**Problem to work on**
Reproduce the entries shown below only from the line with "for result in" down to the line with "successful job produced", keeping both end lines and copying each one exactly.
Input below:
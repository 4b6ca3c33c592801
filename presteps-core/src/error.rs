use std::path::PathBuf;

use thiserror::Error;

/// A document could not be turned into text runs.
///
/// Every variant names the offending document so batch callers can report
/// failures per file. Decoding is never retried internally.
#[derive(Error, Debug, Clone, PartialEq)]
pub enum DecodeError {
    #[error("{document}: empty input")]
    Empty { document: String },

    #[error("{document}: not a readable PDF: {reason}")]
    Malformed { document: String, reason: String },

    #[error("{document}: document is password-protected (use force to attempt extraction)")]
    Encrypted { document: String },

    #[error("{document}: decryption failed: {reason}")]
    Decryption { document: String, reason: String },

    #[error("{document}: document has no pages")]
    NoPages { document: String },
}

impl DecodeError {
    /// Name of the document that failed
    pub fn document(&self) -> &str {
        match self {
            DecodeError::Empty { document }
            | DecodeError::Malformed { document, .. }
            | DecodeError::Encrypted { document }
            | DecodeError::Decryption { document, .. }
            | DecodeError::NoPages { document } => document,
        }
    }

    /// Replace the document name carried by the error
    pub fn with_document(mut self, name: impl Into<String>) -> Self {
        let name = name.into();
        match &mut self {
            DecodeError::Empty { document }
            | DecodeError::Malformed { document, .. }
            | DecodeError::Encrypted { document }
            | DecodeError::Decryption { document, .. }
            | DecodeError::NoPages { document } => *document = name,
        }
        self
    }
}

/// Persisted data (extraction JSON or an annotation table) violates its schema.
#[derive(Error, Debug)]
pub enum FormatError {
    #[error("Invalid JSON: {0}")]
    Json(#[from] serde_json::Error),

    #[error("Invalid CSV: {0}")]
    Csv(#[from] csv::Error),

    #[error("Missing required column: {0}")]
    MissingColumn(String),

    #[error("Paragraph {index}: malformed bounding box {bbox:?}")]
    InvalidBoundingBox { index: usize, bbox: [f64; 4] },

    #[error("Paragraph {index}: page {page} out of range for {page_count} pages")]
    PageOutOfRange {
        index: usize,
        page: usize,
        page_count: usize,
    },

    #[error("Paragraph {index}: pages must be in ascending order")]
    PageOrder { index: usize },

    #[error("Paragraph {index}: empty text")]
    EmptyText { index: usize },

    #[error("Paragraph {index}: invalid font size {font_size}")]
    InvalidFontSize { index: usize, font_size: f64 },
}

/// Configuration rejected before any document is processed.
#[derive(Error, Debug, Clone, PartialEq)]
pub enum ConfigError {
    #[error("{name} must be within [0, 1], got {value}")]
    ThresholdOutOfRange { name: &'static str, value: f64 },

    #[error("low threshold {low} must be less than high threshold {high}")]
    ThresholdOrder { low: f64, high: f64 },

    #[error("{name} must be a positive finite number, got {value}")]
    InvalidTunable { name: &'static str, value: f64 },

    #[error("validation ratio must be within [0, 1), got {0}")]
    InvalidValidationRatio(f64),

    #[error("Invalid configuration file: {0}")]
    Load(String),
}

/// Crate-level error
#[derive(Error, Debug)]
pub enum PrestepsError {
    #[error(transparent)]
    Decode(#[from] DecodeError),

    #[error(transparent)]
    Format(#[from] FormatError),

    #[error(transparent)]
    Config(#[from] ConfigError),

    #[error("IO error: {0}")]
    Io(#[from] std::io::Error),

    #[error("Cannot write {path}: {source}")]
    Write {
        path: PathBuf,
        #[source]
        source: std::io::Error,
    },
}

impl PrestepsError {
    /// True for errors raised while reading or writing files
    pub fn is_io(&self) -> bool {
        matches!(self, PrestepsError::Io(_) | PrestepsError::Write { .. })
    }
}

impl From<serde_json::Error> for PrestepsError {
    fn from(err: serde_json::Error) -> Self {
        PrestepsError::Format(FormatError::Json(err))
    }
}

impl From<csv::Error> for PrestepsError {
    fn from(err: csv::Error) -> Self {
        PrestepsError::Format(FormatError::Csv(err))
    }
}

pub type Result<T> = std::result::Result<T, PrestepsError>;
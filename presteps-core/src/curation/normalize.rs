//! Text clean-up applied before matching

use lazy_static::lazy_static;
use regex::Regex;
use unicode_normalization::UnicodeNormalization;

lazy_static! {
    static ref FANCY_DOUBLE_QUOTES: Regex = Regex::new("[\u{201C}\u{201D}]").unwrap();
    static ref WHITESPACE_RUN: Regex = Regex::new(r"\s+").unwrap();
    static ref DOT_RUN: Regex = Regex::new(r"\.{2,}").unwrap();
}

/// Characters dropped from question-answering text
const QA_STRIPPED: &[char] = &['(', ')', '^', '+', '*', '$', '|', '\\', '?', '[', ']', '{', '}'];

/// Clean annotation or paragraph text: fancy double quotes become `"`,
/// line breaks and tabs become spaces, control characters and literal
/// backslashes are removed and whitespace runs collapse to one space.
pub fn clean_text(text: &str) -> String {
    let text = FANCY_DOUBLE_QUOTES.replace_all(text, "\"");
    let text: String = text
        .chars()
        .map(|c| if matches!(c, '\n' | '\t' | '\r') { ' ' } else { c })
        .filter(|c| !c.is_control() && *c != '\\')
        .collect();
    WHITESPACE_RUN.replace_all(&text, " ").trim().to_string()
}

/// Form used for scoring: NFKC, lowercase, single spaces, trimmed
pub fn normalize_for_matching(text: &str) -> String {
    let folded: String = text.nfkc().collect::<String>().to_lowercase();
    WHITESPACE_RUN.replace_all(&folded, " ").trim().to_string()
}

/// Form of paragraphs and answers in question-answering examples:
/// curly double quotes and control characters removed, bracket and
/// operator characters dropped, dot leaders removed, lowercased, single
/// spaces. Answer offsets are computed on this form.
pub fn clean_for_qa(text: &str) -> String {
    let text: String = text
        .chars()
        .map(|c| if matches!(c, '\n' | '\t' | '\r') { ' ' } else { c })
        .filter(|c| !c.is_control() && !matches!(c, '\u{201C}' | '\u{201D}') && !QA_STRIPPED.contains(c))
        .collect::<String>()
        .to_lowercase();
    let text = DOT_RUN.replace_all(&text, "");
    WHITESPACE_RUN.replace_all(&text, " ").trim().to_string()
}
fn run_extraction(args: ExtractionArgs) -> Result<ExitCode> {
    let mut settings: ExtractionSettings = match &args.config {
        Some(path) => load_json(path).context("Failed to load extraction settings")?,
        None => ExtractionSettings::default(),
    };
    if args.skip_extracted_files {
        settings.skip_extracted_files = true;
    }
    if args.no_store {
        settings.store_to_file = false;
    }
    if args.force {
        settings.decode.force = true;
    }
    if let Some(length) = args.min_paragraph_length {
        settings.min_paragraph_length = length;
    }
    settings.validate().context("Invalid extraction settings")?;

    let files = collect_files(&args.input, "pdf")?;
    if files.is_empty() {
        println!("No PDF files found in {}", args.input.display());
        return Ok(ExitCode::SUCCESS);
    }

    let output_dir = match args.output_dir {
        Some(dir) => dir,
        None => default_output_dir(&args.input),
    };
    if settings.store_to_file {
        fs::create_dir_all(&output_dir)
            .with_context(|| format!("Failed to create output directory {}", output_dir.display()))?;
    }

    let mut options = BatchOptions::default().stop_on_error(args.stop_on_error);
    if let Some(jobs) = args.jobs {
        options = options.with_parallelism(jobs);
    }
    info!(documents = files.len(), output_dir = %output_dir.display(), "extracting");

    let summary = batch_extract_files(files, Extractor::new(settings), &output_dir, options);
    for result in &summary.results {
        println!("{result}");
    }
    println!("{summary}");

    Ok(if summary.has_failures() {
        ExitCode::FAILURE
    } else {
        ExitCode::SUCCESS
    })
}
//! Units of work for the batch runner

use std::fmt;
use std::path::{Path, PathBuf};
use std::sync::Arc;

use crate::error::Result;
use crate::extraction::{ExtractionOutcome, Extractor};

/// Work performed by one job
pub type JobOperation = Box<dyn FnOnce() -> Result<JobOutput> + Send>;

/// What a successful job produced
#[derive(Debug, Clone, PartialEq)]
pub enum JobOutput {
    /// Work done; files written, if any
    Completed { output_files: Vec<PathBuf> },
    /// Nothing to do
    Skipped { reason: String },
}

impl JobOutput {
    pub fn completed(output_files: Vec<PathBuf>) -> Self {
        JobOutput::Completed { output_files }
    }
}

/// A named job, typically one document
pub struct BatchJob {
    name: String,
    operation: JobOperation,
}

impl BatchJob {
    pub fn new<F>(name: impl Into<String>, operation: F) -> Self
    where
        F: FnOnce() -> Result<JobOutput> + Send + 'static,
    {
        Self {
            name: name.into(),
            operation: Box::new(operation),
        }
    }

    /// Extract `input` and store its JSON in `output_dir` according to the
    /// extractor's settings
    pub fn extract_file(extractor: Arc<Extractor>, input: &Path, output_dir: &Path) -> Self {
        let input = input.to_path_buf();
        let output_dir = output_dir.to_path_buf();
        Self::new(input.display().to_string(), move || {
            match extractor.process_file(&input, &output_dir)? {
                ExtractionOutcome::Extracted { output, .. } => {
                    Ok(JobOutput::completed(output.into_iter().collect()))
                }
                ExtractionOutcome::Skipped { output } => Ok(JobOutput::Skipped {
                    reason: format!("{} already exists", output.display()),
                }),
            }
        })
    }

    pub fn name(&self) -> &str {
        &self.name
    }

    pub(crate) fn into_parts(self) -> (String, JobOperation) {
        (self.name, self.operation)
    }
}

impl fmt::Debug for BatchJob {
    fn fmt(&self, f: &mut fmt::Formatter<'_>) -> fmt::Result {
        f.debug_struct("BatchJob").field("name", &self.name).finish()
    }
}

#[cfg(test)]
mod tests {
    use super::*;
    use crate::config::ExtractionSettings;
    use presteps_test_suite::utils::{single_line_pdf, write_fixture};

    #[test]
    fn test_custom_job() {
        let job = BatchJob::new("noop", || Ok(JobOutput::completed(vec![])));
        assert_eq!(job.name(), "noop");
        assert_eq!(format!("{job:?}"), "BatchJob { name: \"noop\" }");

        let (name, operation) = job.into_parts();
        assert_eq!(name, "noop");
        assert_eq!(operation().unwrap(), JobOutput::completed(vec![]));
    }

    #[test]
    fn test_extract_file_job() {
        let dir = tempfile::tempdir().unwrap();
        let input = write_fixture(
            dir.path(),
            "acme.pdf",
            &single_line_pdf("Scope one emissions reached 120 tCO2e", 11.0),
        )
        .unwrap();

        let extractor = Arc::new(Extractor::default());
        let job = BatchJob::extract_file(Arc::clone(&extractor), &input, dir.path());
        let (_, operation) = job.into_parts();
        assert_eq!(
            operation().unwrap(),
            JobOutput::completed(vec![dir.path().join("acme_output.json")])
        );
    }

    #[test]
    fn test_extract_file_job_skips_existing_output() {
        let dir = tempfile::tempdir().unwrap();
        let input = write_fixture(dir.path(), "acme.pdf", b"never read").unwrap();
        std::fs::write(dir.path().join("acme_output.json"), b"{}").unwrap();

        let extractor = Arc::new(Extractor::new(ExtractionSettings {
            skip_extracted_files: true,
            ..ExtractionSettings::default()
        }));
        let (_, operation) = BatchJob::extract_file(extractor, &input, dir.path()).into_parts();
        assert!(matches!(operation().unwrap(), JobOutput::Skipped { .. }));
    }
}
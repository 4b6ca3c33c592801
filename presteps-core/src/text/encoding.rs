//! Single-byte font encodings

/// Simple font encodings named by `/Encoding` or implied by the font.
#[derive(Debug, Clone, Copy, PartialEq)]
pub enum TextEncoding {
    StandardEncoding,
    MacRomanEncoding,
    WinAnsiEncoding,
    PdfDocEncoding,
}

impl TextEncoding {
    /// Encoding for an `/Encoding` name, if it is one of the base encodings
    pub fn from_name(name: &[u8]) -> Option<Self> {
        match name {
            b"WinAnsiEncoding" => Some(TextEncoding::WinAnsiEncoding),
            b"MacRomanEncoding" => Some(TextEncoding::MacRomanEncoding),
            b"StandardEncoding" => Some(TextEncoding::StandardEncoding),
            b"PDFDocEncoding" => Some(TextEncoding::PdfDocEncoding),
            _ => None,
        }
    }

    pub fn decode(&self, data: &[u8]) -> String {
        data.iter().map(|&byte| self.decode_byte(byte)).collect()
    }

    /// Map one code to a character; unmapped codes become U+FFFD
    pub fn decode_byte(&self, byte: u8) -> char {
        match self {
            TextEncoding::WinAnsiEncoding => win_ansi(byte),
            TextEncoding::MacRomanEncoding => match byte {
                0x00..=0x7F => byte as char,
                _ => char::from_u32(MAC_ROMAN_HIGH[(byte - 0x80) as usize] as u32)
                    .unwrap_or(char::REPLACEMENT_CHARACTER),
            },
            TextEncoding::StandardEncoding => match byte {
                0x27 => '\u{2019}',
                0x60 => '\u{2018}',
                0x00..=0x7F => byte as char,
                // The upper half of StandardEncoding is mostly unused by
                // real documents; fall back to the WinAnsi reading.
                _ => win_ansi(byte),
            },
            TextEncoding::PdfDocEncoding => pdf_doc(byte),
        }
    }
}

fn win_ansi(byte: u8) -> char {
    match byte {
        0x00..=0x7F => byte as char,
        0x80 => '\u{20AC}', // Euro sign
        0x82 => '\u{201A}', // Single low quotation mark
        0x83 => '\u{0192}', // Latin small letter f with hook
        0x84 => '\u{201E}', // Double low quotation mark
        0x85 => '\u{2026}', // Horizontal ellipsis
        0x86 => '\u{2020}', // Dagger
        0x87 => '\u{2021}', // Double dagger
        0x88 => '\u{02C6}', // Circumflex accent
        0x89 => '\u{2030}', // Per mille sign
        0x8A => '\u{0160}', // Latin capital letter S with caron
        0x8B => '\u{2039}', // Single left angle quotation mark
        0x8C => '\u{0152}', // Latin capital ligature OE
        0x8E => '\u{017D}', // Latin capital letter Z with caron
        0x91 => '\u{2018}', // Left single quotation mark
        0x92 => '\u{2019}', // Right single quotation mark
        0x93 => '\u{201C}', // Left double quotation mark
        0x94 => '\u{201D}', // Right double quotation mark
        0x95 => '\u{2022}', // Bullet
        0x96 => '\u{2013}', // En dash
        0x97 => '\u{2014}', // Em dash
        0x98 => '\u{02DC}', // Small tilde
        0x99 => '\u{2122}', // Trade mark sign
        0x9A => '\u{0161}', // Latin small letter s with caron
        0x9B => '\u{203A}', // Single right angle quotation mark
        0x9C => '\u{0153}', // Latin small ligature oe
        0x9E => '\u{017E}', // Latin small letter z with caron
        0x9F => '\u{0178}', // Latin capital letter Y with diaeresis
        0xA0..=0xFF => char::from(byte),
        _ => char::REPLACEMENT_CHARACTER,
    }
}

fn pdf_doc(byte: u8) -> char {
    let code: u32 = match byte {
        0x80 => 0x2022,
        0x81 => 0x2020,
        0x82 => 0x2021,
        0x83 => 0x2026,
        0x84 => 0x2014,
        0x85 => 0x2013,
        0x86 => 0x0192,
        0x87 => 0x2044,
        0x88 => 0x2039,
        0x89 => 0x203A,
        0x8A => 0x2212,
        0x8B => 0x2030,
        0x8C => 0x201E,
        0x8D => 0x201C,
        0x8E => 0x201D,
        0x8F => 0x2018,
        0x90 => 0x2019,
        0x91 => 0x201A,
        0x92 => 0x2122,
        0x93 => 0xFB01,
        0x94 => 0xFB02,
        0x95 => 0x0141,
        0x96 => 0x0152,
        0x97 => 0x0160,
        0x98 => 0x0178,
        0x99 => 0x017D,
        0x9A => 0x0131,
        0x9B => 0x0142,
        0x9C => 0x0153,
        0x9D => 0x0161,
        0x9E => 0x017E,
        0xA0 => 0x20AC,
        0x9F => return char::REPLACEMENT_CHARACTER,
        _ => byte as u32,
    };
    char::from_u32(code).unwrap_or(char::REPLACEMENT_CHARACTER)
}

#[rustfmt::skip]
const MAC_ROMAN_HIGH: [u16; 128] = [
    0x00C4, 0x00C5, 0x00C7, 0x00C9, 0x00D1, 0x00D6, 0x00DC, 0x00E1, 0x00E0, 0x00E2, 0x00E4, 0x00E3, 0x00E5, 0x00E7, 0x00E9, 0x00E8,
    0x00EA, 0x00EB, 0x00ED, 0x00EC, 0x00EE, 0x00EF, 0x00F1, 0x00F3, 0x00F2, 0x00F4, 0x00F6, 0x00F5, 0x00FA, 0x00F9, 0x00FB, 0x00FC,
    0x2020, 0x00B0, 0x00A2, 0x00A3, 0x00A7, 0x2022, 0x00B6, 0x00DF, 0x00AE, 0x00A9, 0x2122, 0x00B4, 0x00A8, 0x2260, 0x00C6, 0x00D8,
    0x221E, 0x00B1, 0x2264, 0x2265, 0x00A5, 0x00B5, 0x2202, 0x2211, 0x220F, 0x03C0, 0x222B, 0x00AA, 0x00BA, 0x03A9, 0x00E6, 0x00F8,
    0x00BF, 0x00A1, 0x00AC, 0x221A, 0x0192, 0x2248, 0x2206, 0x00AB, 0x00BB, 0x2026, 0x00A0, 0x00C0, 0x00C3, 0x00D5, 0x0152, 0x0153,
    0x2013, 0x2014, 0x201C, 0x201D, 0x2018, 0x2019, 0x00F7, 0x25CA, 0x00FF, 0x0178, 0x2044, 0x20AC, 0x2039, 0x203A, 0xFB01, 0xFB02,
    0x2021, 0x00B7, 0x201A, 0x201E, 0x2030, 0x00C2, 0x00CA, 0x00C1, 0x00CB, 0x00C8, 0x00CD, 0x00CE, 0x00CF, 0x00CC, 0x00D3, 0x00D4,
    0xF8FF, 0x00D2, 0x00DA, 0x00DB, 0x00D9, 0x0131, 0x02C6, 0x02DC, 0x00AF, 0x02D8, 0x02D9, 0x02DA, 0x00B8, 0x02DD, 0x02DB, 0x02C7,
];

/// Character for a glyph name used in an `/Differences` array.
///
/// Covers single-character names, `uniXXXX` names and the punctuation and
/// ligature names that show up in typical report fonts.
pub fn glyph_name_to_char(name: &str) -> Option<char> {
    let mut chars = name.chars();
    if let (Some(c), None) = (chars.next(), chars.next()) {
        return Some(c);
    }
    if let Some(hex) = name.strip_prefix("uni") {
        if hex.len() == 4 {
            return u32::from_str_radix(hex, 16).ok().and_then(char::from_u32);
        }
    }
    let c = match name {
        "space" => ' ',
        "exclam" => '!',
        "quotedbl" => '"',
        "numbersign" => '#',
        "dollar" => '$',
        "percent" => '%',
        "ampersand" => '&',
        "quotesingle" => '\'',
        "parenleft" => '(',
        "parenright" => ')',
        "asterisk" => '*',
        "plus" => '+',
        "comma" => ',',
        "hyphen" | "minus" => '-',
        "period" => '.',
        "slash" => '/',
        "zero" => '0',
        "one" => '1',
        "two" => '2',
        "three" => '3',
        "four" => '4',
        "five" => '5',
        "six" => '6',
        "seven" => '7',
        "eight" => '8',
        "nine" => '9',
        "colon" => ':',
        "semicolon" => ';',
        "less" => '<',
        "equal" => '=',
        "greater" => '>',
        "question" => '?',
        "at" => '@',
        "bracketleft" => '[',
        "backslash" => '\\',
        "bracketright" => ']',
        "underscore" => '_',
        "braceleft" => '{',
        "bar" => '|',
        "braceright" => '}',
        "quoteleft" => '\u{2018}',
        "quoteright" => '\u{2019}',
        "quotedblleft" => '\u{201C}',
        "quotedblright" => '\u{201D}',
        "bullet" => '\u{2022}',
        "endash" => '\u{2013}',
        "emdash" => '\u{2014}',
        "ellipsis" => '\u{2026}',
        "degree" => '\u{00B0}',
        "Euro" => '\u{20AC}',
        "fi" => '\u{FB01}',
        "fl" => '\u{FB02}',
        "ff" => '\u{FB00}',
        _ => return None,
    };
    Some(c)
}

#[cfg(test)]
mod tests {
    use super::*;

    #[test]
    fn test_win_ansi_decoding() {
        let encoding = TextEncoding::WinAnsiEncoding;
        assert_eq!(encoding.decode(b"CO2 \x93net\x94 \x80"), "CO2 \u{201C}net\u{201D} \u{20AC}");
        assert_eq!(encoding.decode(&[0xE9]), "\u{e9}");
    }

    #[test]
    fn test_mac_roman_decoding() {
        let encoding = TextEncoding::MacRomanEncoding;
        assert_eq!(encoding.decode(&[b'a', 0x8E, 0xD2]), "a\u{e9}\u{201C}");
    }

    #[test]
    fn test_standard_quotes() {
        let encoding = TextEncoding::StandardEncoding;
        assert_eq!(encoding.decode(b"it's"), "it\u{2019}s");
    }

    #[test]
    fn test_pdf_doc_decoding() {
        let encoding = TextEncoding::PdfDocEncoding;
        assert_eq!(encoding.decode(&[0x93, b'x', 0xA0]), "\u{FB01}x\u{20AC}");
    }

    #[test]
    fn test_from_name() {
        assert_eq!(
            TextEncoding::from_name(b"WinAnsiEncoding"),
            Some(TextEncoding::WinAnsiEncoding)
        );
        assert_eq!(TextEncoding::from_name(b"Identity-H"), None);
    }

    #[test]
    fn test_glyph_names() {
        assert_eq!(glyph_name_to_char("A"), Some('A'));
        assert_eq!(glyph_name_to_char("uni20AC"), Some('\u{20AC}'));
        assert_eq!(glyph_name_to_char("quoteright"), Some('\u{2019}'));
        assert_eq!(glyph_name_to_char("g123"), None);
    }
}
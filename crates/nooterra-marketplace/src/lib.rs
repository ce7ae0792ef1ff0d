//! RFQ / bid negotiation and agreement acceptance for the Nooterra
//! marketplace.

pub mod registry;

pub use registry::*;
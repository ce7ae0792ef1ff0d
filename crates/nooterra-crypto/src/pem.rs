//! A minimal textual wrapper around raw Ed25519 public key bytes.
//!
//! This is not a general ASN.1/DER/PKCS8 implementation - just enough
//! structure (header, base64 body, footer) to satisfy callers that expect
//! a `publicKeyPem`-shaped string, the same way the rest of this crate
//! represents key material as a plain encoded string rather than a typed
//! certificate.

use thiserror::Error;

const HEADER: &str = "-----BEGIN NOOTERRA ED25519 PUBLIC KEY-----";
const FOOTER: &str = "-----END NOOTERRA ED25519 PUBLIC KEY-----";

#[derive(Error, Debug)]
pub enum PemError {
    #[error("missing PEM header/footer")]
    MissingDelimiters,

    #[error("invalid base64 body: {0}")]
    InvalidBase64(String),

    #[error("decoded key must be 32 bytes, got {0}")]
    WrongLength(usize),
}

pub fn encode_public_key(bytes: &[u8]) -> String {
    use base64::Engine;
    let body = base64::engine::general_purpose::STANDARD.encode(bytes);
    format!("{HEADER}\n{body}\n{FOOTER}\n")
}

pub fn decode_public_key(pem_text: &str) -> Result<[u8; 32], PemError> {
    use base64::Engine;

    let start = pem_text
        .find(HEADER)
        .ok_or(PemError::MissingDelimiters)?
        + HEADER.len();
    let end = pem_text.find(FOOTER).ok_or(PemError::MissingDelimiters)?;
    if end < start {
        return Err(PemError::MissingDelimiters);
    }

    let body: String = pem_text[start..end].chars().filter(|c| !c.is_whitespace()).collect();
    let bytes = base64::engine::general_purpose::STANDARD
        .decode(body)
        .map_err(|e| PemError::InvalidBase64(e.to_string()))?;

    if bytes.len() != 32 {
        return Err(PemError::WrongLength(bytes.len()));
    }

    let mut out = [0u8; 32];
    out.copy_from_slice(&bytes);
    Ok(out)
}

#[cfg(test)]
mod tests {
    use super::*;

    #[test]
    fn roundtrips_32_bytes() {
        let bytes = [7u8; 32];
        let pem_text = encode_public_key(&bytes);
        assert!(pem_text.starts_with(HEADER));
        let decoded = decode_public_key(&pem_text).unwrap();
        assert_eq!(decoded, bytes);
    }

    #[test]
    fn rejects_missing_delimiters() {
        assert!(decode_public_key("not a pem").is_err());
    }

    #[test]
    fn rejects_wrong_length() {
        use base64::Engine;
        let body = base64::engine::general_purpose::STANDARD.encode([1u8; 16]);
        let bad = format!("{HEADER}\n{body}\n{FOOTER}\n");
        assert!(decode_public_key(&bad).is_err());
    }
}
End of Input.
**Response to the task**
    for result in &summary.results {
        println!("{result}");
    }
    println!("{summary}");

    Ok(if summary.has_failures() {
        ExitCode::FAILURE
    } else {
        ExitCode::SUCCESS
    })
}
//! Units of work for the batch runner

use std::fmt;
use std::path::{Path, PathBuf};
use std::sync::Arc;

use crate::error::Result;
use crate::extraction::{ExtractionOutcome, Extractor};

/// Work performed by one job
pub type JobOperation = Box<dyn FnOnce() -> Result<JobOutput> + Send>;

/// What a successful job produced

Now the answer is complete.